INSTRUCTIONS TO FOLLOW - Your answer must be an exact copy of every record below.
'''
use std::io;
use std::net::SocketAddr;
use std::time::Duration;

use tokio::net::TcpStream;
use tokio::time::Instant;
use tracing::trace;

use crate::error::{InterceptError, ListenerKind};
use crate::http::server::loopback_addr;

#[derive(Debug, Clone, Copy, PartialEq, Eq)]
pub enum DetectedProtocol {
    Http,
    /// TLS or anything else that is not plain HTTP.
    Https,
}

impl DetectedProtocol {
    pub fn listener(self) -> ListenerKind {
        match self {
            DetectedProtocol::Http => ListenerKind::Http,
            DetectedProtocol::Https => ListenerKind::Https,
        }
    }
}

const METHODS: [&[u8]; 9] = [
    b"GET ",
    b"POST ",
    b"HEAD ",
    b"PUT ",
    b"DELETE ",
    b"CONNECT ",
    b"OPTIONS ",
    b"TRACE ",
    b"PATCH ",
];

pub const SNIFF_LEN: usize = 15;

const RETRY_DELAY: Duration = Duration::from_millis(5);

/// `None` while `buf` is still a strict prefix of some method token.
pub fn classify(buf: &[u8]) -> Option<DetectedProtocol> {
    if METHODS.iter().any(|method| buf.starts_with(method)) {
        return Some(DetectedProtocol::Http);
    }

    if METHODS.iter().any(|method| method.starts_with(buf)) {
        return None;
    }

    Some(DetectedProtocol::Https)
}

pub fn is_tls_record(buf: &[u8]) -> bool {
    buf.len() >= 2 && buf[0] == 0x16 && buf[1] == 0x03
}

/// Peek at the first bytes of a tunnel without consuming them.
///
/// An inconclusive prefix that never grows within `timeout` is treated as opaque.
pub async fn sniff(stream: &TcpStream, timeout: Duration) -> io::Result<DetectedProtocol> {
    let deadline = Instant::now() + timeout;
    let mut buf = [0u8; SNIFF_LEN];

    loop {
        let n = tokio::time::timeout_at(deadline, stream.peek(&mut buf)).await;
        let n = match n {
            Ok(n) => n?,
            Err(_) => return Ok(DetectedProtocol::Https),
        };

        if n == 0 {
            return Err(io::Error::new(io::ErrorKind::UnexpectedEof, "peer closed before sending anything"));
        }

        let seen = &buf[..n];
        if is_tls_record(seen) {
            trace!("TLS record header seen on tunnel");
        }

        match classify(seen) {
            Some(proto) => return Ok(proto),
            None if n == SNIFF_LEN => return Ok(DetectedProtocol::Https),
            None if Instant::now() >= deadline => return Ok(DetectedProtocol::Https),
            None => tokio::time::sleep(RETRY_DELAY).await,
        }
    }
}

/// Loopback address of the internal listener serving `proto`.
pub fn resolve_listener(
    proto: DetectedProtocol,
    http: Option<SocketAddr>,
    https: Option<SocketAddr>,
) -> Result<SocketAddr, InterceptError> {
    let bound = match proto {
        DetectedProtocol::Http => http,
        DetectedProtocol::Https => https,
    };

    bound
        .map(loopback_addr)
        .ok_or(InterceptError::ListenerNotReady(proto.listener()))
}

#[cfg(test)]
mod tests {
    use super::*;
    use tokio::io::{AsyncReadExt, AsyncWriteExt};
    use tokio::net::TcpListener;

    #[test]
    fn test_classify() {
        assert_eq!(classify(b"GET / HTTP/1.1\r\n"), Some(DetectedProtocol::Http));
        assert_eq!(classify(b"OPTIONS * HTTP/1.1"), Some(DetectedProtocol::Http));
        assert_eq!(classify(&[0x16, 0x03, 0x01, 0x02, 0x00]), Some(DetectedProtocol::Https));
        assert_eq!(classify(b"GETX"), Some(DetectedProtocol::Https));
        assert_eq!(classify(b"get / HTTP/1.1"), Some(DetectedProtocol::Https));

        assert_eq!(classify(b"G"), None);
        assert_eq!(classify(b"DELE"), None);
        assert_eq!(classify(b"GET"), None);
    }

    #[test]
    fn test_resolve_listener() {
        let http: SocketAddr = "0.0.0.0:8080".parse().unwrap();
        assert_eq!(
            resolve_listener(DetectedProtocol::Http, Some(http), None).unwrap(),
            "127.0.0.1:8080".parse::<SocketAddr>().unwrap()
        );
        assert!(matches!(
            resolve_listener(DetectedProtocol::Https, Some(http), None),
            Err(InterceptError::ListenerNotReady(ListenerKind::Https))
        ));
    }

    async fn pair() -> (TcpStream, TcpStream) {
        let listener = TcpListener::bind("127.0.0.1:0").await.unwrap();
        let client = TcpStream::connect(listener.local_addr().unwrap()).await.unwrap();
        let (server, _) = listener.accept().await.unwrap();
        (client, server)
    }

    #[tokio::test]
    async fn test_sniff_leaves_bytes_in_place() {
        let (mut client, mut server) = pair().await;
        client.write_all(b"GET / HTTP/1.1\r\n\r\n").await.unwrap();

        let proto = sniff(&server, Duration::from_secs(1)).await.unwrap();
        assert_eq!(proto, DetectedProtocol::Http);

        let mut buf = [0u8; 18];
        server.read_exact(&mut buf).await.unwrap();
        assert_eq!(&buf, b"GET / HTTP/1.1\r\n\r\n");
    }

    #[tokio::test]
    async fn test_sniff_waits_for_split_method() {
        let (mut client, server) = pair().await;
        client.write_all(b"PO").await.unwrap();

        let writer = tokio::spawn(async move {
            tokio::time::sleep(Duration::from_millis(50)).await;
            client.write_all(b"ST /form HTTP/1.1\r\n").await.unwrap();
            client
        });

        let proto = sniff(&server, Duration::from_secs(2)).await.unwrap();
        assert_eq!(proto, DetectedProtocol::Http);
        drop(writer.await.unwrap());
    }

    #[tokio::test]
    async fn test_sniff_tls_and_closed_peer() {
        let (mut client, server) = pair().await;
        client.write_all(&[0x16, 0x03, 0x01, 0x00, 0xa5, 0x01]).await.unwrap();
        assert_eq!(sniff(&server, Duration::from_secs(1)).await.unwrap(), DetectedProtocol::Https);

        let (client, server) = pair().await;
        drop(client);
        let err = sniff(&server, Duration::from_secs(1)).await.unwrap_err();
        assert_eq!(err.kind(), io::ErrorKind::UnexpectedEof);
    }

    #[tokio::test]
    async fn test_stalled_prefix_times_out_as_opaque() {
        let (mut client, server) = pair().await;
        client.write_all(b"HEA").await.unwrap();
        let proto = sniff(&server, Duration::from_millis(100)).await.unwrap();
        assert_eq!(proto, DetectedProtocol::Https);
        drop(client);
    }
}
'''
TASK ANSWER -
use std::io;
use std::net::SocketAddr;
use std::time::Duration;

use tokio::net::TcpStream;
use tokio::time::Instant;
use tracing::trace;

use crate::error::{InterceptError, ListenerKind};
use crate::http::server::loopback_addr;

#[derive(Debug, Clone, Copy, PartialEq, Eq)]
pub enum DetectedProtocol {
    Http,
    /// TLS or anything else that is not plain HTTP.
    Https,
}

impl DetectedProtocol {
    pub fn listener(self) -> ListenerKind {
        match self {
            DetectedProtocol::Http => ListenerKind::Http,
            DetectedProtocol::Https => ListenerKind::Https,
        }
    }
}

const METHODS: [&[u8]; 9] = [
    b"GET ",
    b"POST ",
    b"HEAD ",
    b"PUT ",
    b"DELETE ",
    b"CONNECT ",
    b"OPTIONS ",
    b"TRACE ",
    b"PATCH ",
];

pub const SNIFF_LEN: usize = 15;

const RETRY_DELAY: Duration = Duration::from_millis(5);

/// `None` while `buf` is still a strict prefix of some method token.
pub fn classify(buf: &[u8]) -> Option<DetectedProtocol> {
    if METHODS.iter().any(|method| buf.starts_with(method)) {
        return Some(DetectedProtocol::Http);
    }

    if METHODS.iter().any(|method| method.starts_with(buf)) {
        return None;
    }

    Some(DetectedProtocol::Https)
}

pub fn is_tls_record(buf: &[u8]) -> bool {
    buf.len() >= 2 && buf[0] == 0x16 && buf[1] == 0x03
}

/// Peek at the first bytes of a tunnel without consuming them.
///
/// An inconclusive prefix that never grows within `timeout` is treated as opaque.
pub async fn sniff(stream: &TcpStream, timeout: Duration) -> io::Result<DetectedProtocol> {
    let deadline = Instant::now() + timeout;
    let mut buf = [0u8; SNIFF_LEN];

    loop {
        let n = tokio::time::timeout_at(deadline, stream.peek(&mut buf)).await;
        let n = match n {
            Ok(n) => n?,
            Err(_) => return Ok(DetectedProtocol::Https),
        };

        if n == 0 {
            return Err(io::Error::new(io::ErrorKind::UnexpectedEof, "peer closed before sending anything"));
        }

        let seen = &buf[..n];
        if is_tls_record(seen) {
            trace!("TLS record header seen on tunnel");
        }

        match classify(seen) {
            Some(proto) => return Ok(proto),
            None if n == SNIFF_LEN => return Ok(DetectedProtocol::Https),
            None if Instant::now() >= deadline => return Ok(DetectedProtocol::Https),
            None => tokio::time::sleep(RETRY_DELAY).await,
        }
    }
}

/// Loopback address of the internal listener serving `proto`.
pub fn resolve_listener(
    proto: DetectedProtocol,
    http: Option<SocketAddr>,
    https: Option<SocketAddr>,
) -> Result<SocketAddr, InterceptError> {
    let bound = match proto {
        DetectedProtocol::Http => http,
        DetectedProtocol::Https => https,
    };

    bound
        .map(loopback_addr)
        .ok_or(InterceptError::ListenerNotReady(proto.listener()))
}

#[cfg(test)]
mod tests {
    use super::*;
    use tokio::io::{AsyncReadExt, AsyncWriteExt};
    use tokio::net::TcpListener;

    #[test]
    fn test_classify() {
        assert_eq!(classify(b"GET / HTTP/1.1\r\n"), Some(DetectedProtocol::Http));
        assert_eq!(classify(b"OPTIONS * HTTP/1.1"), Some(DetectedProtocol::Http));
        assert_eq!(classify(&[0x16, 0x03, 0x01, 0x02, 0x00]), Some(DetectedProtocol::Https));
        assert_eq!(classify(b"GETX"), Some(DetectedProtocol::Https));
        assert_eq!(classify(b"get / HTTP/1.1"), Some(DetectedProtocol::Https));

        assert_eq!(classify(b"G"), None);
        assert_eq!(classify(b"DELE"), None);
        assert_eq!(classify(b"GET"), None);
    }

    #[test]
    fn test_resolve_listener() {
        let http: SocketAddr = "0.0.0.0:8080".parse().unwrap();
        assert_eq!(
            resolve_listener(DetectedProtocol::Http, Some(http), None).unwrap(),
            "127.0.0.1:8080".parse::<SocketAddr>().unwrap()
        );
        assert!(matches!(
            resolve_listener(DetectedProtocol::Https, Some(http), None),
            Err(InterceptError::ListenerNotReady(ListenerKind::Https))
        ));
    }

    async fn pair() -> (TcpStream, TcpStream) {
        let listener = TcpListener::bind("127.0.0.1:0").await.unwrap();
        let client = TcpStream::connect(listener.local_addr().unwrap()).await.unwrap();
        let (server, _) = listener.accept().await.unwrap();
        (client, server)
    }

    #[tokio::test]
    async fn test_sniff_leaves_bytes_in_place() {
        let (mut client, mut server) = pair().await;
        client.write_all(b"GET / HTTP/1.1\r\n\r\n").await.unwrap();

        let proto = sniff(&server, Duration::from_secs(1)).await.unwrap();
        assert_eq!(proto, DetectedProtocol::Http);

        let mut buf = [0u8; 18];
        server.read_exact(&mut buf).await.unwrap();
        assert_eq!(&buf, b"GET / HTTP/1.1\r\n\r\n");
    }

    #[tokio::test]
    async fn test_sniff_waits_for_split_method() {
        let (mut client, server) = pair().await;
        client.write_all(b"PO").await.unwrap();

        let writer = tokio::spawn(async move {
            tokio::time::sleep(Duration::from_millis(50)).await;
            client.write_all(b"ST /form HTTP/1.1\r\n").await.unwrap();
            client
        });

        let proto = sniff(&server, Duration::from_secs(2)).await.unwrap();
        assert_eq!(proto, DetectedProtocol::Http);
        drop(writer.await.unwrap());
    }

    #[tokio::test]
    async fn test_sniff_tls_and_closed_peer() {
        let (mut client, server) = pair().await;
        client.write_all(&[0x16, 0x03, 0x01, 0x00, 0xa5, 0x01]).await.unwrap();
        assert_eq!(sniff(&server, Duration::from_secs(1)).await.unwrap(), DetectedProtocol::Https);

        let (client, server) = pair().await;
        drop(client);
        let err = sniff(&server, Duration::from_secs(1)).await.unwrap_err();
        assert_eq!(err.kind(), io::ErrorKind::UnexpectedEof);
    }

    #[tokio::test]
    async fn test_stalled_prefix_times_out_as_opaque() {
        let (mut client, server) = pair().await;
        client.write_all(b"HEA").await.unwrap();
        let proto = sniff(&server, Duration::from_millis(100)).await.unwrap();
        assert_eq!(proto, DetectedProtocol::Https);
        drop(client);
    }
}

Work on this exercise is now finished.